The Issuer URI should only consist of the scheme (which must be "https:") and fully qualified host name (e.g. example.com), with no path etc.

The full configuration could be hard-coded or the cached result of a previous discovery. Cf onProviderConfigDiscovered.

Note that the Provider is both the configuration and the result of retrieving the keyset from jwks_uri.

(Optional). If the tenant is configured via a discovery URL, this function will be called with the discovered result and that result's retrieved keyset. This can be used to cache the configuration for the given duration. Since the oidc-client library combines discovery with key retrieval, the given time is the minimum of the two remaining cache lifetimes returned by both http requests.

(Optional). Do something if the oidcCallbackR was called with incorrect parameters or the Identity Provider returned an error. This could happen if the request is not legitimate or if the identity provider doesn't provide the required state or code query or post parameters.

Defaults to a simple page showing the error (sans the error_uri).

The printable-ASCII client_secret which you've set up with the provider ahead of time (this library does not support the dynamic registration spec).

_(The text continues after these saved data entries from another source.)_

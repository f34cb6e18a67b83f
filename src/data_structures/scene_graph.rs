//! Scene graph and hierarchical scene organization.
//!
//! A loaded model file becomes a tree of [`SceneNode`]s: [`ModelNode`]s carry
//! meshes and a GPU instance buffer, [`ContainerNode`]s only group children.
//! Each node keeps a local and a world [`Instance`]; world transforms are
//! propagated from the root down and then written to the instance buffers.

use std::sync::Arc;

use log::warn;
use wgpu::util::DeviceExt;

use crate::{
    data_structures::{
        instance::{Instance, InstanceRaw},
        model,
    },
    render::Instanced,
};

pub trait SceneNode {
    fn get_local_transform(&self) -> Instance;

    fn set_local_transform(&mut self, instance: Instance);

    fn get_world_transform(&self) -> Instance;

    fn get_children(&self) -> &Vec<Box<dyn SceneNode>>;

    fn get_children_mut(&mut self) -> &mut Vec<Box<dyn SceneNode>>;

    fn add_child(&mut self, child: Box<dyn SceneNode>);

    /// Recomputes this node's world transform from its parent's and recurses.
    fn update_world_transform(&mut self, parent: &Instance);

    fn update_world_transform_all(&mut self) {
        self.update_world_transform(&Instance::default());
    }

    fn write_to_buffers(&mut self, queue: &wgpu::Queue);

    fn get_render(&self) -> Vec<Instanced<'_>>;
}

/// Converts a glTF node (and its subtree) into scene nodes.
///
/// `meshes` holds the already uploaded primitives of every glTF mesh, indexed
/// by mesh index; they are moved out as they get attached.
pub fn to_scene_node(
    node: gltf::scene::Node,
    meshes: &mut Vec<Option<Vec<model::Mesh>>>,
    materials: &Arc<Vec<model::Material>>,
    device: &wgpu::Device,
) -> Box<dyn SceneNode> {
    let primitives = node
        .mesh()
        .and_then(|mesh| meshes.get_mut(mesh.index()).and_then(Option::take));
    let mut scene_node: Box<dyn SceneNode> = match primitives {
        Some(primitives) => {
            let model = model::Model {
                meshes: primitives,
                materials: materials.clone(),
            };
            Box::new(ModelNode::from_model(device, model))
        }
        None => {
            if let Some(mesh) = node.mesh() {
                // glTF allows several nodes to instantiate the same mesh
                warn!(
                    "Mesh {} is referenced by more than one node, only the first one is drawn.",
                    mesh.index()
                );
            }
            Box::new(ContainerNode::new())
        }
    };
    let (translation, rotation, scale) = node.transform().decomposed();
    scene_node.set_local_transform(Instance {
        position: translation.into(),
        rotation: cgmath::Quaternion::new(rotation[3], rotation[0], rotation[1], rotation[2]),
        scale: scale.into(),
    });
    for child in node.children() {
        let child_node = to_scene_node(child, meshes, materials, device);
        scene_node.add_child(child_node);
    }

    scene_node
}

/// Groups the root nodes of a loaded file under a fresh container.
///
/// The container is the node the application places in the world. Root
/// nodes keep their own transforms from the file (axis conversion, unit
/// scale), so they must never be overwritten by a placement.
pub fn wrap_roots(roots: Vec<Box<dyn SceneNode>>) -> Box<dyn SceneNode> {
    Box::new(ContainerNode::with_children(roots))
}

/// Sets the world placement of a model root and refreshes the world
/// transforms below it.
pub fn place(root: &mut dyn SceneNode, placement: &Instance) {
    root.set_local_transform(placement.clone());
    root.update_world_transform_all();
}

pub struct ContainerNode {
    pub children: Vec<Box<dyn SceneNode>>,
    local: Instance,
    world: Instance,
}

impl ContainerNode {
    pub fn new() -> Self {
        Self {
            children: Vec::new(),
            local: Instance::default(),
            world: Instance::default(),
        }
    }

    pub fn with_children(children: Vec<Box<dyn SceneNode>>) -> Self {
        Self {
            children,
            ..Self::new()
        }
    }
}

impl Default for ContainerNode {
    fn default() -> Self {
        Self::new()
    }
}

impl SceneNode for ContainerNode {
    fn get_local_transform(&self) -> Instance {
        self.local.clone()
    }

    fn set_local_transform(&mut self, instance: Instance) {
        self.local = instance;
    }

    fn get_world_transform(&self) -> Instance {
        self.world.clone()
    }

    fn get_children(&self) -> &Vec<Box<dyn SceneNode>> {
        &self.children
    }

    fn get_children_mut(&mut self) -> &mut Vec<Box<dyn SceneNode>> {
        &mut self.children
    }

    fn add_child(&mut self, child: Box<dyn SceneNode>) {
        self.children.push(child);
    }

    fn update_world_transform(&mut self, parent: &Instance) {
        self.world = parent * &self.local;
        for child in self.children.iter_mut() {
            child.update_world_transform(&self.world);
        }
    }

    fn write_to_buffers(&mut self, queue: &wgpu::Queue) {
        self.children
            .iter_mut()
            .for_each(|child| child.write_to_buffers(queue));
    }

    fn get_render(&self) -> Vec<Instanced<'_>> {
        self.children
            .iter()
            .flat_map(|child| child.get_render())
            .collect()
    }
}

pub struct ModelNode {
    children: Vec<Box<dyn SceneNode>>,
    instance_buffer: wgpu::Buffer,
    local: Instance,
    world: Instance,
    model: model::Model,
}

impl ModelNode {
    pub fn from_model(device: &wgpu::Device, model: model::Model) -> Self {
        let world = Instance::default();
        let instance_buffer = device.create_buffer_init(&wgpu::util::BufferInitDescriptor {
            label: Some("Instance Buffer"),
            contents: bytemuck::cast_slice(&[world.to_raw()]),
            usage: wgpu::BufferUsages::VERTEX | wgpu::BufferUsages::COPY_DST,
        });

        Self {
            children: vec![],
            instance_buffer,
            local: Instance::default(),
            world,
            model,
        }
    }
}

impl SceneNode for ModelNode {
    fn get_local_transform(&self) -> Instance {
        self.local.clone()
    }

    fn set_local_transform(&mut self, instance: Instance) {
        self.local = instance;
    }

    fn get_world_transform(&self) -> Instance {
        self.world.clone()
    }

    fn get_children(&self) -> &Vec<Box<dyn SceneNode>> {
        &self.children
    }

    fn get_children_mut(&mut self) -> &mut Vec<Box<dyn SceneNode>> {
        &mut self.children
    }

    fn add_child(&mut self, child: Box<dyn SceneNode>) {
        self.children.push(child);
    }

    fn update_world_transform(&mut self, parent: &Instance) {
        self.world = parent * &self.local;
        for child in self.children.iter_mut() {
            child.update_world_transform(&self.world);
        }
    }

    fn write_to_buffers(&mut self, queue: &wgpu::Queue) {
        let raw: [InstanceRaw; 1] = [self.world.to_raw()];
        queue.write_buffer(&self.instance_buffer, 0, bytemuck::cast_slice(&raw));
        self.children
            .iter_mut()
            .for_each(|child| child.write_to_buffers(queue));
    }

    fn get_render(&self) -> Vec<Instanced<'_>> {
        self.children
            .iter()
            .flat_map(|child| child.get_render())
            .chain([Instanced {
                instance: &self.instance_buffer,
                model: &self.model,
                amount: 1,
            }])
            .collect()
    }
}

#[cfg(test)]
mod tests {
    use cgmath::{Deg, InnerSpace, Quaternion, Rotation3, Vector3};

    use super::*;

    #[test]
    fn world_transforms_propagate_through_containers() {
        let mut grandchild = ContainerNode::new();
        grandchild.set_local_transform(Instance::from(Vector3::new(0.0, 1.0, 0.0)));
        let mut child = ContainerNode::with_children(vec![Box::new(grandchild)]);
        child.set_local_transform(Instance::placed(
            Vector3::new(1.0, 0.0, 0.0),
            Vector3::new(2.0, 2.0, 2.0),
        ));
        let mut root = ContainerNode::with_children(vec![Box::new(child)]);
        root.set_local_transform(Instance::from(Vector3::new(0.0, 0.0, -50.0)));

        root.update_world_transform_all();

        let child = &root.get_children()[0];
        assert_eq!(child.get_world_transform().position, Vector3::new(1.0, 0.0, -50.0));
        let grandchild = &child.get_children()[0];
        assert_eq!(grandchild.get_world_transform().position, Vector3::new(1.0, 2.0, -50.0));
        assert_eq!(grandchild.get_world_transform().scale, Vector3::new(2.0, 2.0, 2.0));
        assert!(root.get_render().is_empty());
    }

    #[test]
    fn placement_keeps_the_file_root_transform() {
        // Z-up file: the root turns the model upright
        let mut child = ContainerNode::new();
        child.set_local_transform(Instance::from(Vector3::new(0.0, 0.0, 1.0)));
        let mut file_root = ContainerNode::with_children(vec![Box::new(child)]);
        file_root.set_local_transform(Instance {
            rotation: Quaternion::from_angle_x(Deg(-90.0)),
            ..Instance::new()
        });
        let mut model = wrap_roots(vec![Box::new(file_root)]);

        let car = Instance::placed(Vector3::new(0.0, 3.0, 0.0), Vector3::new(2.0, 2.0, 2.0));
        place(model.as_mut(), &car);
        // Placing again every frame must not accumulate
        place(model.as_mut(), &car);

        let file_root = &model.get_children()[0];
        assert_eq!(file_root.get_local_transform().rotation, Quaternion::from_angle_x(Deg(-90.0)));
        let child = &file_root.get_children()[0];
        let position = child.get_world_transform().position;
        assert!((position - Vector3::new(0.0, 5.0, 0.0)).magnitude() < 1e-5);
    }
}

(Optional). The scopes that you are requesting. The "openid" scope will always be included in the eventual request whether or not you specify it here. Defaults to ["email"].

(Optional). Configure the behaviour of when to request user information. The default behaviour is to only make this request if it's necessary satisfy the scopes in getScopes.

(Required). Should return a unique identifier for this user to use as the key in the yesod app's session backend. Sent after the user has successfully authenticated and right before telling Yesod that the user is authenticated. This function can still cancel authentication if it throws an error or short-circuits.

If you are using the underlying OAuth spec for non-OIDC reasons, you can do extra work here, such as storing the access and refresh tokens.

Defaults to clearing the credentials from the session and redirecting to the site's logoutDest (if not currently there already or out loginDest)

Should return your app's HttpManager or a mock for testing. Allows high-level mocking of the 3 functions that use the HttpManager (as opposed to a lower-level mock of the 3 HTTP responses themselves).